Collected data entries
☆ ☆ ☆ ☆

//! Scripted engine shared by the session tests.

use std::collections::{HashMap, VecDeque};
use std::sync::atomic::{AtomicUsize, Ordering};
use std::sync::Arc;

use crate::config::SamplingParams;
use crate::engine::{EngineError, Evaluator, Token};

/// End-of-stream token the mock reports from `is_eos`.
pub(crate) const EOS: Token = Token(-2);

/// Scripted engine: records every evaluate call, pops sampled tokens from a
/// queue, renders tokens via a lookup table, and counts drops so tests can
/// assert the single-release guarantee.
pub(crate) struct MockEngine {
    n_ctx: usize,
    prompt_tokens: Vec<Token>,
    script: VecDeque<Token>,
    vocab: HashMap<i32, String>,
    pub(crate) eval_calls: Vec<(Vec<Token>, usize)>,
    pub(crate) fail_eval_at: Option<usize>,
    samples: Arc<AtomicUsize>,
    released: Arc<AtomicUsize>,
}

impl MockEngine {
    pub(crate) fn new(
        n_ctx: usize,
        prompt_len: i32,
        script: Vec<Token>,
    ) -> (Self, Arc<AtomicUsize>) {
        let released = Arc::new(AtomicUsize::new(0));
        let engine = Self {
            n_ctx,
            prompt_tokens: (1..=prompt_len).map(Token).collect(),
            script: script.into(),
            vocab: HashMap::new(),
            eval_calls: Vec::new(),
            fail_eval_at: None,
            samples: Arc::new(AtomicUsize::new(0)),
            released: released.clone(),
        };
        (engine, released)
    }

    pub(crate) fn with_vocab(mut self, entries: &[(i32, &str)]) -> Self {
        for (id, text) in entries {
            self.vocab.insert(*id, text.to_string());
        }
        self
    }

    /// Shared count of sample calls, for asserting early halts.
    pub(crate) fn samples_handle(&self) -> Arc<AtomicUsize> {
        self.samples.clone()
    }
}

impl Evaluator for MockEngine {
    fn n_ctx(&self) -> usize {
        self.n_ctx
    }

    fn tokenize(&self, _text: &str, _add_bos: bool) -> Result<Vec<Token>, EngineError> {
        Ok(self.prompt_tokens.clone())
    }

    fn evaluate(&mut self, tokens: &[Token], n_past: usize) -> Result<(), EngineError> {
        if self.fail_eval_at == Some(self.eval_calls.len()) {
            return Err(EngineError::Evaluation("scripted failure".to_string()));
        }
        self.eval_calls.push((tokens.to_vec(), n_past));
        Ok(())
    }

    fn sample(&mut self, _window: &[Token], _params: &SamplingParams) -> Result<Token, EngineError> {
        self.samples.fetch_add(1, Ordering::SeqCst);
        self.script
            .pop_front()
            .ok_or_else(|| EngineError::Sampling("script exhausted".to_string()))
    }

    fn detokenize(&mut self, token: Token) -> Result<String, EngineError> {
        Ok(self
            .vocab
            .get(&token.0)
            .cloned()
            .unwrap_or_else(|| format!("<{}>", token.0)))
    }

    fn is_eos(&self, token: Token) -> bool {
        token == EOS
    }
}

impl Drop for MockEngine {
    fn drop(&mut self) {
        self.released.fetch_add(1, Ordering::SeqCst);
    }
}
//! Token buffers
//!
//! Two staging structures back the generation loop: the fixed-capacity
//! [`ContextWindow`] holding the rolling history the engine conditions on,
//! and the transient [`PendingBatch`] of tokens staged for the next
//! evaluate call.

use crate::engine::Token;

/// Rolling history of the last `n_ctx` tokens, oldest first.
///
/// The window is always exactly `capacity` long; it starts seeded with the
/// `Token(0)` sentinel and every `push` overwrites the oldest slot. Backed by
/// a ring so pushes are O(1) rather than the front-erase/back-push shift.
#[derive(Debug)]
pub struct ContextWindow {
    buf: Box<[Token]>,
    /// Index of the oldest element
    head: usize,
}

impl ContextWindow {
    pub fn new(capacity: usize) -> Self {
        assert!(capacity > 0, "context window capacity must be non-zero");
        Self {
            buf: vec![Token::default(); capacity].into_boxed_slice(),
            head: 0,
        }
    }

    /// Fixed capacity; also the current length, by construction.
    pub fn capacity(&self) -> usize {
        self.buf.len()
    }

    /// Append `token`, evicting the oldest entry.
    pub fn push(&mut self, token: Token) {
        self.buf[self.head] = token;
        self.head = (self.head + 1) % self.buf.len();
    }

    /// Copy of the logical range `[offset, offset + len)`, clamped to the
    /// window bounds.
    pub fn slice(&self, offset: usize, len: usize) -> Vec<Token> {
        let cap = self.buf.len();
        let start = offset.min(cap);
        let end = offset.saturating_add(len).min(cap);
        (start..end)
            .map(|i| self.buf[(self.head + i) % cap])
            .collect()
    }

    /// Copy of the most recent `n` tokens (the whole window if `n` exceeds
    /// the capacity).
    pub fn last_n(&self, n: usize) -> Vec<Token> {
        let cap = self.buf.len();
        let n = n.min(cap);
        self.slice(cap - n, n)
    }
}

/// Tokens staged but not yet evaluated.
#[derive(Debug, Default)]
pub struct PendingBatch {
    tokens: Vec<Token>,
}

impl PendingBatch {
    pub fn new() -> Self {
        Self::default()
    }

    pub fn push(&mut self, token: Token) {
        self.tokens.push(token);
    }

    pub fn len(&self) -> usize {
        self.tokens.len()
    }

    pub fn is_empty(&self) -> bool {
        self.tokens.is_empty()
    }

    pub fn clear(&mut self) {
        self.tokens.clear();
    }

    pub fn as_slice(&self) -> &[Token] {
        &self.tokens
    }

    /// Insert `prefix` ahead of the staged tokens. Used only by context-shift
    /// eviction to re-feed recycled history before the new tokens.
    pub fn replace_prefix(&mut self, prefix: &[Token]) {
        self.tokens.splice(0..0, prefix.iter().copied());
    }
}
//! Streaming surface
//!
//! Bridges a generation session onto an mpsc channel so a caller on another
//! thread can consume decoded fragments as they are produced.

use std::sync::atomic::Ordering;
use std::sync::mpsc::Sender;

use tracing::debug;

use crate::engine::Evaluator;
use crate::session::generation::{FinishReason, GenerationSession};

/// Events emitted while streaming a session.
#[derive(Debug, Clone)]
pub enum StreamEvent {
    /// A decoded text fragment
    Fragment(String),
    /// Generation completed
    Done(FinishReason),
    /// A fatal error occurred; fragments already sent remain valid
    Error(String),
}

impl StreamEvent {
    /// Extracts the fragment text if this is a Fragment variant
    pub fn as_fragment(&self) -> Option<&str> {
        match self {
            StreamEvent::Fragment(s) => Some(s),
            _ => None,
        }
    }

    /// Returns true if generation is complete
    pub fn is_done(&self) -> bool {
        matches!(self, StreamEvent::Done(_))
    }

    /// Extracts the error message if this is an Error variant
    pub fn as_error(&self) -> Option<&str> {
        match self {
            StreamEvent::Error(s) => Some(s),
            _ => None,
        }
    }
}

/// Run `session` to completion, sending every fragment over `tx` followed by
/// a terminal `Done` or `Error` event.
///
/// If the receiver hangs up mid-generation, the session is cancelled at the
/// next step; engine resources are released either way.
pub fn run_to_channel<E: Evaluator>(session: GenerationSession<E>, tx: Sender<StreamEvent>) {
    let cancel = session.cancel_handle();

    let result = session.run(|fragment| {
        if tx.send(StreamEvent::Fragment(fragment.to_string())).is_err() {
            debug!("receiver dropped, cancelling session");
            cancel.store(true, Ordering::Relaxed);
        }
    });

    match result {
        Ok(reason) => {
            let _ = tx.send(StreamEvent::Done(reason));
        }
        Err(e) => {
            let _ = tx.send(StreamEvent::Error(e.to_string()));
        }
    }
}
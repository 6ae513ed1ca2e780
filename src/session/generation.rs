//! Generation session
//!
//! The core state machine: primes the engine with the prompt, then samples
//! tokens one at a time, shifting the context window when history would
//! exceed the engine's capacity, and halting on a stop sequence, the
//! end-of-stream token, a sampled-token cap, or cancellation.

use std::sync::atomic::{AtomicBool, Ordering};
use std::sync::Arc;

use thiserror::Error;
use tracing::{debug, info};

use crate::config::GenerationParams;
use crate::engine::{EngineError, Evaluator, Token};
use crate::session::buffer::{ContextWindow, PendingBatch};
use crate::session::prompt::PromptCursor;
use crate::session::stop::StopMatcher;

/// Errors that can occur while running a generation session
#[derive(Debug, Error)]
pub enum SessionError {
    #[error(transparent)]
    Engine(#[from] EngineError),

    #[error("Prompt tokenized to zero tokens")]
    EmptyPrompt,

    #[error("Prompt ({tokens} tokens) exceeds the context window ({n_ctx})")]
    PromptTooLong { tokens: usize, n_ctx: usize },

    #[error("Pending batch ({pending} tokens) exceeds the context window ({n_ctx})")]
    WindowOverflow { pending: usize, n_ctx: usize },
}

/// Why a session halted
#[derive(Debug, Clone, Copy, PartialEq, Eq)]
pub enum FinishReason {
    /// A configured stop sequence appeared as a suffix of the output
    StopSequence,
    /// The engine sampled its end-of-stream token
    Eos,
    /// The sampled-token cap was reached
    Length,
    /// The cancellation flag was raised
    Cancelled,
}

impl std::fmt::Display for FinishReason {
    fn fmt(&self, f: &mut std::fmt::Formatter<'_>) -> std::fmt::Result {
        match self {
            Self::StopSequence => write!(f, "stop_sequence"),
            Self::Eos => write!(f, "eos"),
            Self::Length => write!(f, "length"),
            Self::Cancelled => write!(f, "cancelled"),
        }
    }
}

#[derive(Debug, Clone, Copy, PartialEq, Eq)]
enum Phase {
    /// Consuming the prompt
    Priming,
    /// Sampling new tokens
    Generating,
}

/// One generation session over an owned engine.
///
/// The session exclusively owns its buffers and the engine for its whole
/// lifetime; dropping the engine (on every exit path of [`run`]) releases
/// engine resources exactly once.
///
/// [`run`]: GenerationSession::run
pub struct GenerationSession<E: Evaluator> {
    engine: E,
    params: GenerationParams,
    window: ContextWindow,
    pending: PendingBatch,
    prompt: PromptCursor,
    stops: StopMatcher,
    phase: Phase,
    /// Tokens evaluated so far (engine position)
    n_past: usize,
    /// Prompt prefix retained across context shifts
    n_keep: usize,
    n_sampled: u32,
    cancel: Arc<AtomicBool>,
}

impl<E: Evaluator> GenerationSession<E> {
    /// Tokenize `prompt` and set up session state sized to the engine's
    /// context capacity.
    pub fn new(engine: E, prompt: &str, params: GenerationParams) -> Result<Self, SessionError> {
        let tokens = engine.tokenize(prompt, true)?;
        if tokens.is_empty() {
            return Err(SessionError::EmptyPrompt);
        }

        let n_ctx = engine.n_ctx();
        if tokens.len() > n_ctx {
            return Err(SessionError::PromptTooLong {
                tokens: tokens.len(),
                n_ctx,
            });
        }

        // The anchor is capped below the context size so a shift always
        // frees room for the re-staged half plus new tokens.
        let keep_cap = n_ctx.saturating_sub(4);
        let n_keep = match params.n_keep {
            -1 => tokens.len(),
            k => (k.max(0) as usize).min(tokens.len()),
        }
        .min(keep_cap);

        debug!(
            prompt_tokens = tokens.len(),
            n_ctx, n_keep, "session created"
        );

        Ok(Self {
            window: ContextWindow::new(n_ctx),
            pending: PendingBatch::new(),
            prompt: PromptCursor::new(tokens),
            stops: StopMatcher::new(params.stop_sequences.clone()),
            phase: Phase::Priming,
            n_past: 0,
            n_keep,
            n_sampled: 0,
            cancel: Arc::new(AtomicBool::new(false)),
            engine,
            params,
        })
    }

    /// Handle you can keep and flip to cancel generation between steps
    /// (`store(true)`).
    pub fn cancel_handle(&self) -> Arc<AtomicBool> {
        self.cancel.clone()
    }

    /// Run the session to completion, handing each decoded fragment to
    /// `on_fragment` in order.
    ///
    /// Consumes the session: the engine is dropped (and thereby released)
    /// when this returns, whether the loop halted normally, was cancelled,
    /// or an engine call failed. Fragments already emitted remain valid on
    /// failure.
    pub fn run<F>(mut self, mut on_fragment: F) -> Result<FinishReason, SessionError>
    where
        F: FnMut(&str),
    {
        let result = self.drive(&mut on_fragment);
        self.engine.report_timings();
        match &result {
            Ok(reason) => info!(%reason, n_sampled = self.n_sampled, "session halted"),
            Err(e) => info!(error = %e, n_sampled = self.n_sampled, "session failed"),
        }
        result
    }

    fn drive<F>(&mut self, on_fragment: &mut F) -> Result<FinishReason, SessionError>
    where
        F: FnMut(&str),
    {
        let n_batch = self.params.n_batch.max(1) as usize;

        loop {
            if self.cancel.load(Ordering::Relaxed) {
                debug!("cancellation requested");
                return Ok(FinishReason::Cancelled);
            }

            // 1. Evaluate staged tokens, shifting the window first if the
            // history would overflow the context capacity.
            if !self.pending.is_empty() {
                if self.n_past + self.pending.len() > self.window.capacity() {
                    self.shift_context()?;
                }
                // Chunked so every engine call stays within the batch cap,
                // even right after a shift re-staged half a window.
                let mut offset = 0;
                while offset < self.pending.len() {
                    let end = (offset + n_batch).min(self.pending.len());
                    self.engine
                        .evaluate(&self.pending.as_slice()[offset..end], self.n_past)?;
                    self.n_past += end - offset;
                    offset = end;
                }
                self.pending.clear();
            }

            // 2. Produce: sample one token, or drain the next prompt slice.
            let mut sampled = None;
            match self.phase {
                Phase::Generating => {
                    let window_tail = self.window.last_n(self.params.repeat_last_n as usize);
                    let id = self.engine.sample(&window_tail, &self.params.sampling)?;
                    self.window.push(id);
                    self.pending.push(id);
                    self.n_sampled += 1;
                    sampled = Some(id);
                }
                Phase::Priming => {
                    let drained = self.prompt.next_batch(n_batch).to_vec();
                    for &token in &drained {
                        self.window.push(token);
                        self.pending.push(token);
                    }
                    if self.prompt.is_exhausted() {
                        debug!(consumed = self.prompt.consumed(), "prompt consumed");
                        self.phase = Phase::Generating;
                    }
                }
            }

            // 3. Emit the tokens produced this step. Tokens re-staged by a
            // context shift were emitted when first produced and are skipped
            // (the shift happens in step 1, before this batch was filled).
            for i in 0..self.pending.len() {
                let token = self.pending.as_slice()[i];
                let fragment = self.engine.detokenize(token)?;
                if !fragment.is_empty() {
                    self.stops.observe(&fragment);
                    on_fragment(&fragment);
                }
            }

            // 4. Halt conditions, active once the prompt is consumed.
            if self.prompt.is_exhausted() {
                if let Some(id) = sampled {
                    if !self.params.ignore_eos && self.engine.is_eos(id) {
                        return Ok(FinishReason::Eos);
                    }
                }
                if let Some(stop) = self.stops.check() {
                    debug!(stop, "stop sequence matched");
                    return Ok(FinishReason::StopSequence);
                }
                if let Some(max) = self.params.max_tokens {
                    if self.n_sampled >= max {
                        return Ok(FinishReason::Length);
                    }
                }
            }
        }
    }

    /// Context-shift eviction: retain the first `n_keep` prompt tokens as
    /// anchor context, discard the middle of history, and re-stage the most
    /// recent half of the discarded span ahead of the pending tokens so
    /// generation can continue past the nominal context limit.
    fn shift_context(&mut self) -> Result<(), SessionError> {
        let n_ctx = self.window.capacity();
        let pending_len = self.pending.len();
        if pending_len > n_ctx {
            return Err(SessionError::WindowOverflow {
                pending: pending_len,
                n_ctx,
            });
        }

        let n_left = self.n_past.saturating_sub(self.n_keep);
        debug!(
            n_past = self.n_past,
            n_keep = self.n_keep,
            n_left,
            "context window full, shifting"
        );
        self.n_past = self.n_keep;

        // Slice bounds clamped: the half-window formula is inherited behavior
        // and can undershoot when n_left is odd or n_keep is 0.
        let end = n_ctx - pending_len;
        let start = end.saturating_sub(n_left / 2);
        let recycled = self.window.slice(start, end - start);
        self.pending.replace_prefix(&recycled);
        Ok(())
    }
}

☆ ☆ ☆ ☆

• [TASK REQUIREMENTS]: Among the lines above, show every one that contains the string "always".

• [REPLY TO THE TASK]:
/// The window is always exactly `capacity` long; it starts seeded with the
        // The anchor is capped below the context size so a shift always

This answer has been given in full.